- **YOUR TASK**: Taking the line with "pub fn list_orders(self)" as the first and the line with "product.stock = product.stock.saturating_add(line.quantity);" as the last, set down exactly every line in that range from the entries below, and no more.

- **EXCERPTED RECORDS**:
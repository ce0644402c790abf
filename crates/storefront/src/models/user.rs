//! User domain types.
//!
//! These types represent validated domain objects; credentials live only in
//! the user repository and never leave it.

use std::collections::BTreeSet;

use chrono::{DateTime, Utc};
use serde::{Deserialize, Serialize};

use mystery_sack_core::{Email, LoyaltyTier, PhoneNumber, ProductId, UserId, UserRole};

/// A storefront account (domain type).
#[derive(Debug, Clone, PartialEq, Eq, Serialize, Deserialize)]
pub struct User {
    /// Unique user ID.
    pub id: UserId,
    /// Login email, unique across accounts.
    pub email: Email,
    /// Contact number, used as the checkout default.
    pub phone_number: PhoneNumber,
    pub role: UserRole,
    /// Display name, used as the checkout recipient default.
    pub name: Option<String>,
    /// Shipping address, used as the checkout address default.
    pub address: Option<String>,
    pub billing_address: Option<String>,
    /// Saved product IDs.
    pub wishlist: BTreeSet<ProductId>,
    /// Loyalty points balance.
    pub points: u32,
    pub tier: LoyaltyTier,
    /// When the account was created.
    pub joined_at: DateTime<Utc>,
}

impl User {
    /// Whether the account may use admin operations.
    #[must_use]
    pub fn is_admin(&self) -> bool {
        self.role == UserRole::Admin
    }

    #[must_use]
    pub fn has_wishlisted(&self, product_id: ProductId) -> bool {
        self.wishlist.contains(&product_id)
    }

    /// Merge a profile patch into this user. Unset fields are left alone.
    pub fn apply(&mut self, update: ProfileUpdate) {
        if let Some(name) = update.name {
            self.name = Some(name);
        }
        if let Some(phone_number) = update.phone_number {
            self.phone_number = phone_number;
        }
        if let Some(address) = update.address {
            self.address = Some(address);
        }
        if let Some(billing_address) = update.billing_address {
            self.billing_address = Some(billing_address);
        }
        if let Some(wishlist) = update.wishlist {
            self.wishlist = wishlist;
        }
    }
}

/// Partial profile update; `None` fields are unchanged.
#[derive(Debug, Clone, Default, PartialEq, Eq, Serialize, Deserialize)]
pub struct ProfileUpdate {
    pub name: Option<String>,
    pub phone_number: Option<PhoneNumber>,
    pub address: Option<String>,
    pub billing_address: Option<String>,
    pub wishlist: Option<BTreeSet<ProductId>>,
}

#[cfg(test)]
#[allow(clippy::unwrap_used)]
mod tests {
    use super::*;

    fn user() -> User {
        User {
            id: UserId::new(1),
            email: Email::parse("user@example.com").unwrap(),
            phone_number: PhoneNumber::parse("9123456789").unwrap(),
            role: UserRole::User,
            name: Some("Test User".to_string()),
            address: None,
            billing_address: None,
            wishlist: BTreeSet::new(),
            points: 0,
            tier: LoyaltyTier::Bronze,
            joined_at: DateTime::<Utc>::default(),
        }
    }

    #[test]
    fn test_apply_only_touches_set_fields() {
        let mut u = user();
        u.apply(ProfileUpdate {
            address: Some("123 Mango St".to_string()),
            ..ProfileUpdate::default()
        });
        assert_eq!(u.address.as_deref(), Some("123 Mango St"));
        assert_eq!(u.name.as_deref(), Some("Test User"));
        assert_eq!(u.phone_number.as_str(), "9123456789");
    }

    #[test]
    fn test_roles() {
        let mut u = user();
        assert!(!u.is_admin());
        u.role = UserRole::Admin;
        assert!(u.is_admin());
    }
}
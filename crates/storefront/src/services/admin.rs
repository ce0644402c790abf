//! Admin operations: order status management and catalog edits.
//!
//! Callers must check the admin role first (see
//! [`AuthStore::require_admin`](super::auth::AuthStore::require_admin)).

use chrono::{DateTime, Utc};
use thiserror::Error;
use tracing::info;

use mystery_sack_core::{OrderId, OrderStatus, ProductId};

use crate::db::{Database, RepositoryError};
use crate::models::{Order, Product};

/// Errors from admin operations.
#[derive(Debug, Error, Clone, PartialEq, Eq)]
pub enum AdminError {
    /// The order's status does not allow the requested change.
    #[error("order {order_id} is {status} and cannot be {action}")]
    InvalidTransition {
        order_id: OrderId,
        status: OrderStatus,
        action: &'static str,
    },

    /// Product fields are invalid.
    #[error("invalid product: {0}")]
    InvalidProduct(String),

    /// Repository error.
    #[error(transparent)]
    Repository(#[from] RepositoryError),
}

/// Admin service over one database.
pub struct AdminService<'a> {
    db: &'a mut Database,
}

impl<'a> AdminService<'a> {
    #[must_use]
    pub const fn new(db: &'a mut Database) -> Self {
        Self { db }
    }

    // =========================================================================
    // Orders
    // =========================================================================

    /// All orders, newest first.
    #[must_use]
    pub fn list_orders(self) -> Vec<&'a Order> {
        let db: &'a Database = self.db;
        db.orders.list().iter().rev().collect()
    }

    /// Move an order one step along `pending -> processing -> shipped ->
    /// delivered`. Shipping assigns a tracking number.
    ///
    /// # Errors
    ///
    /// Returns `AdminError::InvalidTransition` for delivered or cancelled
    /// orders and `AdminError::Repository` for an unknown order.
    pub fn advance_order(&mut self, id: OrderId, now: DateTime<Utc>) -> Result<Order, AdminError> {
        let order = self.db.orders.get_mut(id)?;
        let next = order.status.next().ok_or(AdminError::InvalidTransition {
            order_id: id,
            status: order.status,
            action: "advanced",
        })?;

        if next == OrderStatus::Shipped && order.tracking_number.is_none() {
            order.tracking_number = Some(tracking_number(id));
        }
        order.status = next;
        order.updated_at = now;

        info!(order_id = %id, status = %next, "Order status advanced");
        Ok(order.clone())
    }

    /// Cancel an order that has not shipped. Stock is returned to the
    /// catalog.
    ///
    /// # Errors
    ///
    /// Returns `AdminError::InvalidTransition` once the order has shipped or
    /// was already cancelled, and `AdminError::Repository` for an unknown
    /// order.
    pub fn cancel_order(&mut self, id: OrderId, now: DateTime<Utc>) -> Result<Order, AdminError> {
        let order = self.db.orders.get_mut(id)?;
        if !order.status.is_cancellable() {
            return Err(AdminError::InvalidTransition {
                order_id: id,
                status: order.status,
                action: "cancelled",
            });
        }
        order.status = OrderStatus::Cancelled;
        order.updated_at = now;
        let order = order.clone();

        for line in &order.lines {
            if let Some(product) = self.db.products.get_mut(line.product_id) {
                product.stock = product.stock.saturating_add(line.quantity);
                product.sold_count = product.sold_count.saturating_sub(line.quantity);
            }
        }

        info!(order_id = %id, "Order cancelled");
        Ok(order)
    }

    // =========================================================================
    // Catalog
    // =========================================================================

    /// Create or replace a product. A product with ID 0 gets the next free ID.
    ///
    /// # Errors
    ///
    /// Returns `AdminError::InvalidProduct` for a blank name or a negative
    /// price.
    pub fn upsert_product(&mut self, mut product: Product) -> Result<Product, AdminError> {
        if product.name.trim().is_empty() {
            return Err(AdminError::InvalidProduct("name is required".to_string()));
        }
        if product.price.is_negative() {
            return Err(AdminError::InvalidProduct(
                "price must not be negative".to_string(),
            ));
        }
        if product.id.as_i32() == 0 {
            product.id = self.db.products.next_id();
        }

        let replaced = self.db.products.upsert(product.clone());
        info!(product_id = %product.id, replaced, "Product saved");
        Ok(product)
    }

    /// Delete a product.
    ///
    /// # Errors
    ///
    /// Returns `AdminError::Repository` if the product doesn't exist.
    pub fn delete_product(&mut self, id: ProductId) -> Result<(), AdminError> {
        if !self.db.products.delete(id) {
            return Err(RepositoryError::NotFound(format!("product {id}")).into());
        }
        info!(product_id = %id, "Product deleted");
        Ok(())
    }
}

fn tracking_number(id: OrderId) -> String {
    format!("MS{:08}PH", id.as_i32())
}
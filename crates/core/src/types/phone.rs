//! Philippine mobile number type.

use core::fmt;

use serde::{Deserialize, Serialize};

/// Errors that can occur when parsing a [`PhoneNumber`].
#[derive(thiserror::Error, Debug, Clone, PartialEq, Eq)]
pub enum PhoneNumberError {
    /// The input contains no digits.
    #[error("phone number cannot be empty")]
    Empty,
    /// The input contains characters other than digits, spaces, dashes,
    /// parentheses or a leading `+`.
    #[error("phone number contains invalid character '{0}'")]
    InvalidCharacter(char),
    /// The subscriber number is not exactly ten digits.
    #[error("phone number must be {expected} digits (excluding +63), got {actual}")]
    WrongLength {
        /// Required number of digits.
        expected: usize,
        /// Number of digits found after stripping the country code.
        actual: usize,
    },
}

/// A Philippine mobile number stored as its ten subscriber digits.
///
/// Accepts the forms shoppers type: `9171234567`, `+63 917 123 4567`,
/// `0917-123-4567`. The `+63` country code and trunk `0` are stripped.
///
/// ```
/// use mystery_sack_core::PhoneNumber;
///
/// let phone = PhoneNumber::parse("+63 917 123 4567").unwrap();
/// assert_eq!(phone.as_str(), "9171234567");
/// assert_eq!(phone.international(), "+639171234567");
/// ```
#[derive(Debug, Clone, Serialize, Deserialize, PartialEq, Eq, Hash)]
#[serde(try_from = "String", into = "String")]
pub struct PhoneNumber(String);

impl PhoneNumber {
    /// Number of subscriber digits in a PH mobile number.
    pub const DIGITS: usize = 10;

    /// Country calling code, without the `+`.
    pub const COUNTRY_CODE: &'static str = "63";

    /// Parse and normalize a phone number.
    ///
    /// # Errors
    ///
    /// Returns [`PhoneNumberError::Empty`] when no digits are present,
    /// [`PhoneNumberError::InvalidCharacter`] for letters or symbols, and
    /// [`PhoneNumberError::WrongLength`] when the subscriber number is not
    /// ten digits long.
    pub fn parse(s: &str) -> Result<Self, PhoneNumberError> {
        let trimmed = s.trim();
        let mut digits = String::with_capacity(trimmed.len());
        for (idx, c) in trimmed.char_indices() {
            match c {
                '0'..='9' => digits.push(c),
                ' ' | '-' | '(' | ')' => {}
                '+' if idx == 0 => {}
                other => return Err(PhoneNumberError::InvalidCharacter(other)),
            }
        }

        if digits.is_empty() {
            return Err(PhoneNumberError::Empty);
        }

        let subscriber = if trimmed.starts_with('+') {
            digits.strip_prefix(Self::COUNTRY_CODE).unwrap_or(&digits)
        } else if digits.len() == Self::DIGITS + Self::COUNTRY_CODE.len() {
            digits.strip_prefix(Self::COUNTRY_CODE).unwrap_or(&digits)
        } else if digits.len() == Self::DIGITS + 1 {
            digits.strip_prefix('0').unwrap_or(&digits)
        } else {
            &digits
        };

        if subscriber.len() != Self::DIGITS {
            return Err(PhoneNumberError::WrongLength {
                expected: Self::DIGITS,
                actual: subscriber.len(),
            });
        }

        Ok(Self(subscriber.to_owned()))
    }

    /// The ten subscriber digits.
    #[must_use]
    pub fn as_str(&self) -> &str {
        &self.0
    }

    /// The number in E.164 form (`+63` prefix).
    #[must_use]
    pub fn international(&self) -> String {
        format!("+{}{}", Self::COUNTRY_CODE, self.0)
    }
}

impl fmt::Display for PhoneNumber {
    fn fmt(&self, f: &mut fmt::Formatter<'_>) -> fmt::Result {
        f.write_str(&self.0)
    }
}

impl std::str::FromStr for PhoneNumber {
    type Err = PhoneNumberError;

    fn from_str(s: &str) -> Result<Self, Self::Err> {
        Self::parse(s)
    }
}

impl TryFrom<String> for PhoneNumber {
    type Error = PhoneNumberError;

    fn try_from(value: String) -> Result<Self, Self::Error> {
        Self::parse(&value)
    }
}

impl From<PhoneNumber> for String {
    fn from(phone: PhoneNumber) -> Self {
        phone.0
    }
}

- **RESPONSE AREA**:
    pub fn list_orders(self) -> Vec<&'a Order> {
        let db: &'a Database = self.db;
        db.orders.list().iter().rev().collect()
    }

    /// Move an order one step along `pending -> processing -> shipped ->
    /// delivered`. Shipping assigns a tracking number.
    ///
    /// # Errors
    ///
    /// Returns `AdminError::InvalidTransition` for delivered or cancelled
    /// orders and `AdminError::Repository` for an unknown order.
    pub fn advance_order(&mut self, id: OrderId, now: DateTime<Utc>) -> Result<Order, AdminError> {
        let order = self.db.orders.get_mut(id)?;
        let next = order.status.next().ok_or(AdminError::InvalidTransition {
            order_id: id,
            status: order.status,
            action: "advanced",
        })?;

        if next == OrderStatus::Shipped && order.tracking_number.is_none() {
            order.tracking_number = Some(tracking_number(id));
        }
        order.status = next;
        order.updated_at = now;

        info!(order_id = %id, status = %next, "Order status advanced");
        Ok(order.clone())
    }

    /// Cancel an order that has not shipped. Stock is returned to the
    /// catalog.
    ///
    /// # Errors
    ///
    /// Returns `AdminError::InvalidTransition` once the order has shipped or
    /// was already cancelled, and `AdminError::Repository` for an unknown
    /// order.
    pub fn cancel_order(&mut self, id: OrderId, now: DateTime<Utc>) -> Result<Order, AdminError> {
        let order = self.db.orders.get_mut(id)?;
        if !order.status.is_cancellable() {
            return Err(AdminError::InvalidTransition {
                order_id: id,
                status: order.status,
                action: "cancelled",
            });
        }
        order.status = OrderStatus::Cancelled;
        order.updated_at = now;
        let order = order.clone();

        for line in &order.lines {
            if let Some(product) = self.db.products.get_mut(line.product_id) {
                product.stock = product.stock.saturating_add(line.quantity);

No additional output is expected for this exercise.